Top of Material shown

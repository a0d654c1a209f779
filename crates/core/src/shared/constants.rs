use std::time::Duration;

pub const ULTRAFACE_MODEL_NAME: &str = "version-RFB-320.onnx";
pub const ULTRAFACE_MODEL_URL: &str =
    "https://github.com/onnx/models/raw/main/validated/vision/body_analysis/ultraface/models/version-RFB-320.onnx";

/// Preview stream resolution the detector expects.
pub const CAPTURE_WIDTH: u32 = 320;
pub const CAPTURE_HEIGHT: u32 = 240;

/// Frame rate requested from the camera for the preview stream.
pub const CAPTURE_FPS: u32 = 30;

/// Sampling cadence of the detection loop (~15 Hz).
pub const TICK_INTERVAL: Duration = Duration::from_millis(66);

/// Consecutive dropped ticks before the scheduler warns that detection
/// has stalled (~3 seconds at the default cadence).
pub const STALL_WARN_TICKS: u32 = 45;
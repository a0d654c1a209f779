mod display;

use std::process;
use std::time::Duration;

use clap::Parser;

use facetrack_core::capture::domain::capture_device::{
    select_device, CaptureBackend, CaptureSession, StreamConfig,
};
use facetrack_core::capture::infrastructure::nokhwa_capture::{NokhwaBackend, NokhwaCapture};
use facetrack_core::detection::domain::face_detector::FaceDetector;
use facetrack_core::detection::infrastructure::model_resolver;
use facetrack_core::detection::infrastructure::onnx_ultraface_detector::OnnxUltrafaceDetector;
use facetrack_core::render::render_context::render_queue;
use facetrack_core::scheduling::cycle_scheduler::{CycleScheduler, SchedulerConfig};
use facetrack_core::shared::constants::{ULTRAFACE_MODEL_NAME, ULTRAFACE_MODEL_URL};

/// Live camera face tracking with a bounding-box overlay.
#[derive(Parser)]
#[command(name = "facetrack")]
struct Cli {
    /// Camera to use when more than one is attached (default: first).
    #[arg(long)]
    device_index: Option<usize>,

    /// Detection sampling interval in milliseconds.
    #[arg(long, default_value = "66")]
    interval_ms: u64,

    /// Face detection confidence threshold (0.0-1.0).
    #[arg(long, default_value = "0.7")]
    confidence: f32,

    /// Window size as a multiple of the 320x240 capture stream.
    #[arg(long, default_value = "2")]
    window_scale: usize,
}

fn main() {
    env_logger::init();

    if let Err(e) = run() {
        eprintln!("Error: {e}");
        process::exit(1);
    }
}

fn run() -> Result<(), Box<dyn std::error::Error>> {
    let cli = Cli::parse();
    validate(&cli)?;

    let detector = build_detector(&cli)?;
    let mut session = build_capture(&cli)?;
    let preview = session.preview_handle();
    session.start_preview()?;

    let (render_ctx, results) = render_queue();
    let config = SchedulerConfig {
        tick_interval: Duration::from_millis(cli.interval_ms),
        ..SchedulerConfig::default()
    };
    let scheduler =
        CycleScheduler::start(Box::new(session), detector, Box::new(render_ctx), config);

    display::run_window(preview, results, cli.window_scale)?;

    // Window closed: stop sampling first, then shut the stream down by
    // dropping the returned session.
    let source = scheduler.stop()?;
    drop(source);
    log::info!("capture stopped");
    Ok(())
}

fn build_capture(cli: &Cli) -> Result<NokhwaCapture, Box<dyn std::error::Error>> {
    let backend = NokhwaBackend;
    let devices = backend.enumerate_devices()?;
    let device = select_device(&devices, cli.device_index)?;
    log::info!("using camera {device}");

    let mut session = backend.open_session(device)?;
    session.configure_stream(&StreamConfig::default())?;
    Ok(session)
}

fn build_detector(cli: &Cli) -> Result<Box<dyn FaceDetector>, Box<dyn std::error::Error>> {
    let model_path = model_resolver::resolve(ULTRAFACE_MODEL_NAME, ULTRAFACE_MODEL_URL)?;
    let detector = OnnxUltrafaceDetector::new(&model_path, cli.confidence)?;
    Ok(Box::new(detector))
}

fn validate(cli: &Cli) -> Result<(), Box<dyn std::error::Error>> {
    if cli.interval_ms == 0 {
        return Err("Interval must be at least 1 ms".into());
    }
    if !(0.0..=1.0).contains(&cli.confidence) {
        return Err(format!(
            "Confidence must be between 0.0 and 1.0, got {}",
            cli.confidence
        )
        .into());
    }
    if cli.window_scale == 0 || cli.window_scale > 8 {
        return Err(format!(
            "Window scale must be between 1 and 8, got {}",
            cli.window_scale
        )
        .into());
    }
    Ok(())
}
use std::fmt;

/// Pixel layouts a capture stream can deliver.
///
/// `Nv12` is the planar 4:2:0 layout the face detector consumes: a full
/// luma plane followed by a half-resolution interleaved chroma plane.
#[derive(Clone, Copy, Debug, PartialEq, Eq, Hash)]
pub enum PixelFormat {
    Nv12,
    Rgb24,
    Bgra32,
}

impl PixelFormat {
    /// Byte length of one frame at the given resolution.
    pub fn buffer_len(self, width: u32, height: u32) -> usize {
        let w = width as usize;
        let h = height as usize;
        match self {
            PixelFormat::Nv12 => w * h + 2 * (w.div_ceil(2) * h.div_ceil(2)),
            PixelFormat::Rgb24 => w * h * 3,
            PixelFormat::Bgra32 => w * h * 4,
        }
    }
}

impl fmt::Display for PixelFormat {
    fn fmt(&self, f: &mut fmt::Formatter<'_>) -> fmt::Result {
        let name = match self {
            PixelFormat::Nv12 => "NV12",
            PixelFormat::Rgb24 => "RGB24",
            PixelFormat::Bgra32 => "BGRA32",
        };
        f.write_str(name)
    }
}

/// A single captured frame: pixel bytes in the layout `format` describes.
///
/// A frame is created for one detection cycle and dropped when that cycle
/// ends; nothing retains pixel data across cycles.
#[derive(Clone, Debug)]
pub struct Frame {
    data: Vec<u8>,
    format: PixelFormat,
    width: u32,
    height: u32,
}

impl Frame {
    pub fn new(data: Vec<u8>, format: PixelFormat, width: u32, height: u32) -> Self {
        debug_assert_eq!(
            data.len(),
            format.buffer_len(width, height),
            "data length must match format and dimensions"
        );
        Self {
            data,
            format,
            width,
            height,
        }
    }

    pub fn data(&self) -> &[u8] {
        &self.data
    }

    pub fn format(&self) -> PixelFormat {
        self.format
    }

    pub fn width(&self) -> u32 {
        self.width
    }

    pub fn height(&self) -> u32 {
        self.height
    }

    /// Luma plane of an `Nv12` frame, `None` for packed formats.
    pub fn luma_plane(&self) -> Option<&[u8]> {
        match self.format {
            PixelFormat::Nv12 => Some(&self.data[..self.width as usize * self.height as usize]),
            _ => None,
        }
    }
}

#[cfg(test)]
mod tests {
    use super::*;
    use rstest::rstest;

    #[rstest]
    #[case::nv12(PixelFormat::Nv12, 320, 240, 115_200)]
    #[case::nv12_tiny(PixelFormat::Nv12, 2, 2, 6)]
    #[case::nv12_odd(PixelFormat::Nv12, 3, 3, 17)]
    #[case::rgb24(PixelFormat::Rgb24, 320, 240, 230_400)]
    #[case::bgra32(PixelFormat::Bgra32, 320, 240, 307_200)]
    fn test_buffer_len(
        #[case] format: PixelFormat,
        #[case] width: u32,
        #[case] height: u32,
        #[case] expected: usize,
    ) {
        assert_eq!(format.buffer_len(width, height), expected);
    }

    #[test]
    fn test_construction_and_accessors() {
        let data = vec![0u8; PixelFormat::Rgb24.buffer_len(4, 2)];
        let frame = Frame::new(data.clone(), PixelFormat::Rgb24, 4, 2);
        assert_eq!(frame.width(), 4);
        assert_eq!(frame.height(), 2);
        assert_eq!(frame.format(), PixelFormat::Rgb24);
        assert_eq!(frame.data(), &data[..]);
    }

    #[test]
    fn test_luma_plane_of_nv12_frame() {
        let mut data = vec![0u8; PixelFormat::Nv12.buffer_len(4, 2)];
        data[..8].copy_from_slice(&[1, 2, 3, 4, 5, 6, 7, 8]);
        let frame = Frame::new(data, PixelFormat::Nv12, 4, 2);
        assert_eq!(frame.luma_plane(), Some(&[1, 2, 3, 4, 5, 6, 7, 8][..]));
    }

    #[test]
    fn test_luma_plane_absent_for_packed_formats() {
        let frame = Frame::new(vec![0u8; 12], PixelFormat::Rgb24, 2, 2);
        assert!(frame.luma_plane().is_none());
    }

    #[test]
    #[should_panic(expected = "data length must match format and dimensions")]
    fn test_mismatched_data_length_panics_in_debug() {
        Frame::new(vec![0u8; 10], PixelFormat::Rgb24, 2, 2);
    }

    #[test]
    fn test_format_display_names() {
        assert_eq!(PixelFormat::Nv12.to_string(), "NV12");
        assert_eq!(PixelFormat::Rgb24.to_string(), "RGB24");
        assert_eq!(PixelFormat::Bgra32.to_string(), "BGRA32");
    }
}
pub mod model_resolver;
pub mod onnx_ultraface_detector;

Bottom of Material shown

#### Exercise details:
Everything from the first line of the material through the line containing "if let Err(e)" is to be printed exactly; lines after that are to be left out.

#### Task result:
repository a0d654c1a209f779
filename crates/core/src/shared/constants.rs
use std::time::Duration;

pub const ULTRAFACE_MODEL_NAME: &str = "version-RFB-320.onnx";
pub const ULTRAFACE_MODEL_URL: &str =
    "https://github.com/onnx/models/raw/main/validated/vision/body_analysis/ultraface/models/version-RFB-320.onnx";

/// Preview stream resolution the detector expects.
pub const CAPTURE_WIDTH: u32 = 320;
pub const CAPTURE_HEIGHT: u32 = 240;

/// Frame rate requested from the camera for the preview stream.
pub const CAPTURE_FPS: u32 = 30;

/// Sampling cadence of the detection loop (~15 Hz).
pub const TICK_INTERVAL: Duration = Duration::from_millis(66);

/// Consecutive dropped ticks before the scheduler warns that detection
/// has stalled (~3 seconds at the default cadence).
pub const STALL_WARN_TICKS: u32 = 45;
repository a0d654c1a209f779
mod display;

use std::process;
use std::time::Duration;

use clap::Parser;

use facetrack_core::capture::domain::capture_device::{
    select_device, CaptureBackend, CaptureSession, StreamConfig,
};
use facetrack_core::capture::infrastructure::nokhwa_capture::{NokhwaBackend, NokhwaCapture};
use facetrack_core::detection::domain::face_detector::FaceDetector;
use facetrack_core::detection::infrastructure::model_resolver;
use facetrack_core::detection::infrastructure::onnx_ultraface_detector::OnnxUltrafaceDetector;
use facetrack_core::render::render_context::render_queue;
use facetrack_core::scheduling::cycle_scheduler::{CycleScheduler, SchedulerConfig};
use facetrack_core::shared::constants::{ULTRAFACE_MODEL_NAME, ULTRAFACE_MODEL_URL};

/// Live camera face tracking with a bounding-box overlay.
#[derive(Parser)]
#[command(name = "facetrack")]
struct Cli {
    /// Camera to use when more than one is attached (default: first).
    #[arg(long)]
    device_index: Option<usize>,

    /// Detection sampling interval in milliseconds.
    #[arg(long, default_value = "66")]
    interval_ms: u64,

    /// Face detection confidence threshold (0.0-1.0).
    #[arg(long, default_value = "0.7")]
    confidence: f32,

    /// Window size as a multiple of the 320x240 capture stream.
    #[arg(long, default_value = "2")]
    window_scale: usize,
}

fn main() {
    env_logger::init();

    if let Err(e) = run() {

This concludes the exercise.